Required work |
From the entries that follow, pick out all lines holding "Initialize".

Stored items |
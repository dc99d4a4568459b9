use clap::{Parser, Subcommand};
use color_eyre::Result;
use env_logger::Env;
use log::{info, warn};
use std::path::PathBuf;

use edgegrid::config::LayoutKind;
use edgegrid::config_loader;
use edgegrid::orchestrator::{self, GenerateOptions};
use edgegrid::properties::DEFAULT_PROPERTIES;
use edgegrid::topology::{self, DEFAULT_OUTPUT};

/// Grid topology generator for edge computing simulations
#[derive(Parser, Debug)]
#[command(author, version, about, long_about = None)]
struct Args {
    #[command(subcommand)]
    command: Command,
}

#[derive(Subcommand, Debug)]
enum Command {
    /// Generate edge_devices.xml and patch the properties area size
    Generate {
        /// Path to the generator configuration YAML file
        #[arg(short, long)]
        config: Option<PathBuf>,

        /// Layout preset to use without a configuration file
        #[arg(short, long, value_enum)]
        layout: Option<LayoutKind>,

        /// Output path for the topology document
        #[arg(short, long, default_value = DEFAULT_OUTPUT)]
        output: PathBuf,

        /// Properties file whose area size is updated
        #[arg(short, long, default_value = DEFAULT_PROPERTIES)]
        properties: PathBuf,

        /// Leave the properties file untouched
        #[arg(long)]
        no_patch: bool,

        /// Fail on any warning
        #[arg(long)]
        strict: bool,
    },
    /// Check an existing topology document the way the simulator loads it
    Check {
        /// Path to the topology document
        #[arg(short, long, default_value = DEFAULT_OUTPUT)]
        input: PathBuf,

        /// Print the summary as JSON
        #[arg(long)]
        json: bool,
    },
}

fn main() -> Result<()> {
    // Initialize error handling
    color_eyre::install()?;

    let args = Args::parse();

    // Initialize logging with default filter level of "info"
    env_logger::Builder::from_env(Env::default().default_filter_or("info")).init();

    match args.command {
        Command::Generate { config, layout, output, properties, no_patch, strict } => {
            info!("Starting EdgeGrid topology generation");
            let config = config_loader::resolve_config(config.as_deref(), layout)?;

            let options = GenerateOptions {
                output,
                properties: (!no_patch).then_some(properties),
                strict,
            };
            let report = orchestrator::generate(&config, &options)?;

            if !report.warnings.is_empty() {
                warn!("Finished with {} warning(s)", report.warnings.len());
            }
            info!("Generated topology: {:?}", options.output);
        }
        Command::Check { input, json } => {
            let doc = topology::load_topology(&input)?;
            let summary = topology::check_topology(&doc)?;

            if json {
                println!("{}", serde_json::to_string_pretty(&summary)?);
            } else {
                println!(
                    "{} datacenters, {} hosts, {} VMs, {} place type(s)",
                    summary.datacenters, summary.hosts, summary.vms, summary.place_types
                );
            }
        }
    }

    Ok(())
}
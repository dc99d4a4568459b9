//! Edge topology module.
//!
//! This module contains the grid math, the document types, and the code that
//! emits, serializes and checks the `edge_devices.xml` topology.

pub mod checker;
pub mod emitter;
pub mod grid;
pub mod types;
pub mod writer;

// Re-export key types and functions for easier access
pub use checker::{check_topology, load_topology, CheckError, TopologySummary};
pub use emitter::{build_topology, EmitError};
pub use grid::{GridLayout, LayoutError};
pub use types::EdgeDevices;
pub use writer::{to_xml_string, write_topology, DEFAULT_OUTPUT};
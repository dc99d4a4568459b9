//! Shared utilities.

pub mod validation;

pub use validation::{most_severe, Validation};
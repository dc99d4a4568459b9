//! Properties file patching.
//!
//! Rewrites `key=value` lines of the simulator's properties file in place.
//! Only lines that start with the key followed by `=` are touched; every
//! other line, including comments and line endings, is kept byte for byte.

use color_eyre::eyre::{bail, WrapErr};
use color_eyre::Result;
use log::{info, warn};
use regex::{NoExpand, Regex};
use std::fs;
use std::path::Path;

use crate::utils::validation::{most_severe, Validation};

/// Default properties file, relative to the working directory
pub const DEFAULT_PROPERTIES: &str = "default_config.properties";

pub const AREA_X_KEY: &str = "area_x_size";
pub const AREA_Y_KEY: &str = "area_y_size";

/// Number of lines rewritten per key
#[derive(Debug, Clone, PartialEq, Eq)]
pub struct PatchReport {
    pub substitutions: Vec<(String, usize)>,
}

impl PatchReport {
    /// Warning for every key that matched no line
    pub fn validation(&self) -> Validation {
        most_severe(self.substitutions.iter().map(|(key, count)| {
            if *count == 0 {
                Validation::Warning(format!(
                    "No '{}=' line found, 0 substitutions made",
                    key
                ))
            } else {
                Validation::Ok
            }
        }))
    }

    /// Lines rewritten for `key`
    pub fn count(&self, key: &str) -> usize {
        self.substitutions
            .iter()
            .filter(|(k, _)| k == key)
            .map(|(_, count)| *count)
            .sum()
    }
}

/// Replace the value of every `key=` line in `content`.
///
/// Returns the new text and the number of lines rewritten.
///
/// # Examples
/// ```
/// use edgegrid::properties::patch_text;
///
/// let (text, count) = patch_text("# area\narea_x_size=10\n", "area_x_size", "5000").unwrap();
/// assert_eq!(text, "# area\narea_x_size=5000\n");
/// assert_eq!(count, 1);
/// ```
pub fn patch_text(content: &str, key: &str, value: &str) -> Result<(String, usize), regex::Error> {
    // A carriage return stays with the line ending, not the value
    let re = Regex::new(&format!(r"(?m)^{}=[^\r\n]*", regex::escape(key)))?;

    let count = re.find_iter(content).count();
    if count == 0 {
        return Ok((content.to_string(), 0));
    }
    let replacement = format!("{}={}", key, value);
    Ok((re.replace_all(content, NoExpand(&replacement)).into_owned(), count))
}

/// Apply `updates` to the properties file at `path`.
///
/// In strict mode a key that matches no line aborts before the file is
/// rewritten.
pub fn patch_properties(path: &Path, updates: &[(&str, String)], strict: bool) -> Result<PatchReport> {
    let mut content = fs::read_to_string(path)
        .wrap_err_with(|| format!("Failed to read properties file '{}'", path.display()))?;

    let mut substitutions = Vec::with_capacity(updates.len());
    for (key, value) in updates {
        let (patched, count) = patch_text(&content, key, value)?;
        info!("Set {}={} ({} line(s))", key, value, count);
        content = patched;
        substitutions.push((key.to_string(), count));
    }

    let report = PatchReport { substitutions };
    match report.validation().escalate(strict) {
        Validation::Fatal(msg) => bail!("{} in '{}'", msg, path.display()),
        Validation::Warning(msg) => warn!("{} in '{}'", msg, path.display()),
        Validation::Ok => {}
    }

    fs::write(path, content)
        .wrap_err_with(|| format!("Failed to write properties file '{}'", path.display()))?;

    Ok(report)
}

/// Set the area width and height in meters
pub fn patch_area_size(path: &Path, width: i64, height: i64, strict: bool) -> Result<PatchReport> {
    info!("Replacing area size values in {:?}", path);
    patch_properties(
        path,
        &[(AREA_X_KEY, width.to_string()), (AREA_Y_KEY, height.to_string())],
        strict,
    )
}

Your solution |
    // Initialize error handling
    // Initialize logging with default filter level of "info"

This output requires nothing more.